Bruno Estrada
El sábado 14 de marzo salimos a aplaudir al personal de la sanidad pública que se estaba enfrentando a la peor pandemia que hemos vivido. Apenas habían pasado unas pocas horas desde que se aprobase la declaración del estado de alarma por parte del Gobierno del PSOE y Unidas Podemos.
Aunque el Real Decreto todavía no estaba publicado en el BOE, acababa de comenzar el periodo de confinamiento de toda la población española durante un plazo mínimo de dos semanas.
Ese aplauso, que se reprodujo en innumerables calles, plazas y avenidas de nuestros pueblos y ciudades, ponía de manifiesto la solidaridad con las médicas y enfermeros que se venían enfrentando desde hacía semanas, desde la primera trinchera, a la amenaza del Covid-19.

El aplauso de las 8 de la tarde es un grito amable que nos dice que la nuestra es una especie genéticamente cooperativa, cuya felicidad individual y colectiva depende en gran medida de no dejar a nadie atrás. De que para sentir plenamente nuestra libertad tenemos que hacerlo en comunidad
En el momento de escribir este texto hay 455 profesionales sanitarios contagiados por coronavirus, un 4% del total de enfermos. Sin su esfuerzo, compromiso y capacidad profesional será imposible vencer esta pandemia.
Pero ese aplauso era mucho más. Era la toma de conciencia individual y colectiva, al encontrarnos frente a las ventanas de nuestras vecinas y vecinos, del grave problema al que nos enfrentábamos todas.
Pero lo que me impresionó no fue el aplauso del sábado, sino el del día siguiente, y el del lunes, y el del martes, y el del miércoles. Ya llevamos cinco días confinados en nuestras casas, y el aplauso diario se ha convertido en un rito que nos hace sentir que somos parte de una misma comunidad.

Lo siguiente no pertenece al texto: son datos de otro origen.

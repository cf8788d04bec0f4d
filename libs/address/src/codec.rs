//! Compact JSON codec for address entries.
//!
//! An entry is a `(name, value)` pair: the name comes from the config map
//! key (or file name), the value is a small JSON object carrying the
//! routing attributes and the grouping key.

use serde::{Deserialize, Serialize};

use crate::error::DecodeError;
use crate::types::Address;

/// Wire form of one address entry value.
#[derive(Debug, Clone, Serialize, Deserialize)]
#[serde(deny_unknown_fields)]
struct EntryValue {
    store_and_forward: bool,
    multicast: bool,
    group_id: String,
    #[serde(default, skip_serializing_if = "Option::is_none")]
    flavor: Option<String>,
}

/// A decoded address entry: the address plus the group it belongs to.
#[derive(Debug, Clone, PartialEq, Eq)]
pub struct AddressEntry {
    pub address: Address,
    pub group_id: String,
}

/// Decode one entry from its name and raw JSON value.
///
/// Fails on this entry only; callers drop it and continue with the rest.
pub fn decode_entry(name: &str, value: &serde_json::Value) -> Result<AddressEntry, DecodeError> {
    if name.is_empty() || name.chars().any(char::is_whitespace) {
        return Err(DecodeError::InvalidName(name.to_string()));
    }

    let value: EntryValue =
        serde_json::from_value(value.clone()).map_err(|e| DecodeError::Malformed {
            name: name.to_string(),
            reason: e.to_string(),
        })?;

    if value.group_id.is_empty() {
        return Err(DecodeError::EmptyGroup(name.to_string()));
    }

    Ok(AddressEntry {
        address: Address {
            name: name.to_string(),
            store_and_forward: value.store_and_forward,
            multicast: value.multicast,
            flavor: value.flavor,
        },
        group_id: value.group_id,
    })
}

/// Encode an address back to its compact entry value.
pub fn encode_entry(address: &Address, group_id: &str) -> serde_json::Value {
    let mut value = serde_json::json!({
        "store_and_forward": address.store_and_forward,
        "multicast": address.multicast,
        "group_id": group_id,
    });
    if let Some(flavor) = &address.flavor {
        value["flavor"] = serde_json::Value::String(flavor.clone());
    }
    value
}
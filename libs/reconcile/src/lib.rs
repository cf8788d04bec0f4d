//! Reconciliation loop primitives.
//!
//! This library provides helpers for implementing reconciliation loops
//! that converge a broker's queue set to a desired address set. Key
//! concepts:
//!
//! - **Desired state**: Which addresses should exist on the group's broker.
//! - **Actual state**: The queue names a broker reports over management.
//! - **Convergence**: Applying the minimal create/delete set.
//!
//! # Invariants
//!
//! - All operations are idempotent
//! - Plans are deterministic given the same inputs
//! - A plan never touches a queue outside the group it was computed for

use std::collections::BTreeSet;
use std::time::Duration;

use mqplane_address::Address;

/// The minimal set of management operations converging actual to desired.
///
/// Ordering between disjoint address names is unspecified; both lists come
/// out name-sorted because the inputs are ordered sets.
#[derive(Debug, Clone, Default, PartialEq, Eq)]
pub struct QueuePlan {
    /// Addresses present in desired but absent on the broker.
    pub create: Vec<Address>,

    /// Queue names present on the broker but absent from desired.
    pub delete: Vec<String>,
}

impl QueuePlan {
    /// Compute `desired − actual` and `actual − desired`, keyed by name.
    pub fn compute(desired: &BTreeSet<Address>, actual: &BTreeSet<String>) -> Self {
        let desired_names: BTreeSet<&str> = desired.iter().map(|a| a.name.as_str()).collect();

        let create = desired
            .iter()
            .filter(|a| !actual.contains(&a.name))
            .cloned()
            .collect();

        let delete = actual
            .iter()
            .filter(|name| !desired_names.contains(name.as_str()))
            .cloned()
            .collect();

        Self { create, delete }
    }

    /// Returns true if the plan has no operations to apply.
    pub fn is_empty(&self) -> bool {
        self.create.is_empty() && self.delete.is_empty()
    }

    /// Total number of management operations in the plan.
    pub fn len(&self) -> usize {
        self.create.len() + self.delete.len()
    }
}

/// Exponential backoff configuration for retried management calls.
#[derive(Debug, Clone)]
pub struct BackoffPolicy {
    /// Base delay for the first retry.
    pub base: Duration,

    /// Maximum delay.
    pub max: Duration,

    /// Jitter factor (0.0 to 1.0).
    pub jitter: f64,
}

impl Default for BackoffPolicy {
    fn default() -> Self {
        Self {
            base: Duration::from_millis(100),
            max: Duration::from_secs(5),
            jitter: 0.25,
        }
    }
}

impl BackoffPolicy {
    /// Calculate the delay for the given attempt number.
    pub fn delay(&self, attempt: u32) -> Duration {
        let delay = self.base.as_millis() as f64 * 2.0_f64.powi(attempt as i32);
        let delay = delay.min(self.max.as_millis() as f64);

        // Add jitter
        let jitter_range = delay * self.jitter;
        let jitter = rand_jitter(jitter_range);
        let final_delay = (delay + jitter).max(0.0);

        Duration::from_millis(final_delay as u64)
    }
}

/// Simple jitter using a basic LCG (for no external deps).
fn rand_jitter(range: f64) -> f64 {
    use std::time::SystemTime;
    let seed = SystemTime::now()
        .duration_since(SystemTime::UNIX_EPOCH)
        .unwrap_or_default()
        .as_nanos() as u64;
    let random = (seed.wrapping_mul(6364136223846793005).wrapping_add(1)) as f64;
    let normalized = (random / u64::MAX as f64) * 2.0 - 1.0; // -1.0 to 1.0
    normalized * range
}

/// Default attempts per address within one reconciliation pass.
pub const DEFAULT_MAX_ATTEMPTS: u32 = 4;

#[cfg(test)]
mod tests {
    use super::*;
    use rstest::rstest;

    fn desired(names: &[&str]) -> BTreeSet<Address> {
        names.iter().map(|n| Address::queue(*n)).collect()
    }

    fn actual(names: &[&str]) -> BTreeSet<String> {
        names.iter().map(|n| n.to_string()).collect()
    }

    #[rstest]
    #[case::fresh_broker(&["a", "b"], &[], &["a", "b"], &[])]
    #[case::already_converged(&["a", "b"], &["a", "b"], &[], &[])]
    #[case::teardown(&[], &["a", "b"], &[], &["a", "b"])]
    #[case::mixed(&["a", "c"], &["a", "b"], &["c"], &["b"])]
    fn test_plan_compute(
        #[case] want: &[&str],
        #[case] have: &[&str],
        #[case] expect_create: &[&str],
        #[case] expect_delete: &[&str],
    ) {
        let plan = QueuePlan::compute(&desired(want), &actual(have));

        let created: Vec<&str> = plan.create.iter().map(|a| a.name.as_str()).collect();
        let deleted: Vec<&str> = plan.delete.iter().map(String::as_str).collect();

        assert_eq!(created, expect_create);
        assert_eq!(deleted, expect_delete);
    }

    #[test]
    fn test_plan_empty_when_converged() {
        let plan = QueuePlan::compute(&desired(&["q1"]), &actual(&["q1"]));
        assert!(plan.is_empty());
        assert_eq!(plan.len(), 0);
    }

    #[test]
    fn test_plan_keyed_by_name_not_attributes() {
        let want: BTreeSet<Address> = [Address {
            name: "q1".to_string(),
            store_and_forward: true,
            multicast: false,
            flavor: Some("small".to_string()),
        }]
        .into();

        // The broker only knows names; a flavor change alone is not a
        // create/delete.
        let plan = QueuePlan::compute(&want, &actual(&["q1"]));
        assert!(plan.is_empty());
    }

    #[test]
    fn test_backoff_policy() {
        let policy = BackoffPolicy::default();

        let d0 = policy.delay(0);
        let d1 = policy.delay(1);
        let d2 = policy.delay(2);

        // Should increase exponentially (with some jitter variance)
        assert!(d0 < Duration::from_millis(200));
        assert!(d1 < Duration::from_millis(400));
        assert!(d2 < Duration::from_millis(800));
    }

    #[test]
    fn test_backoff_max() {
        let policy = BackoffPolicy {
            base: Duration::from_secs(1),
            max: Duration::from_secs(5),
            jitter: 0.0,
        };

        let d10 = policy.delay(10);
        assert!(d10 <= Duration::from_secs(6)); // max + some margin
    }
}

Después de cinco días de aislamiento en casa, tan sólo con esporádicas salidas para comprar comida, sin poder ver a otros seres queridos, a los amigos, sin saludar a las vecinas y vecinos con los que habitualmente apenas intercambiábamos frases de cortesía. Tan sólo ocasionales salidas a la calle, siempre de uno en uno, sin formar “grupos de dos”.
Ese aplauso reiterado, alegre, vital, es la demostración más palpable de la falsedad de las palabras enunciadas por Margaret Thatcher hace más de treinta años, el 31 de octubre de 1987, en la entrevista que le realizó la revista Women´s Own: “No existe como tal la sociedad. Hay hombres y mujeres individuales y hay familias”.
El neoliberalismo ha querido negar la sociedad. Negar que como mujeres y hombres nos necesitamos y necesitamos de quienes nos rodean. Negar las posibilidades de construirnos como sujetos sociales, como parte de una colectividad con la que compartimos, con la que sufrimos, con la que vivimos, reímos y lloramos.
Por eso el reiterado aplauso de las 8 de la tarde evidencia lo ‘ahumano’ que es el neoliberalismo.
Es evidente que inicialmente este aplauso surgió como una muestra de solidaridad con quienes protegen nuestra vida a riesgo de la suya. También como una reivindicación política sobre la capacidad de la sanidad pública para protegernos en el momento de mayor debilidad, cuando tememos por nuestra vida. Incluso algunas y algunos aplaudieron con fuerza para reivindicar un Estado del Bienestar que había sido jibarizado y esquilmado por la derecha en nuestro país después de la Gran Recesión, fruto de la crisis financiera de 2007-2008.
Pero la obcecada reiteración del aplauso de las 8 de la tarde es mucho más que eso. Es un grito amable que nos dice que la nuestra es una especie genéticamente cooperativa, cuya felicidad individual y colectiva depende en gran medida de no dejar a nadie atrás. De que para sentir plenamente nuestra libertad tenemos que hacerlo en comunidad. Que la libertad de alta sociabilidad, esto es, aceptar que somos libres hasta para establecernos límites colectivos, es lo que nos define en las complejas sociedades del siglo XXI.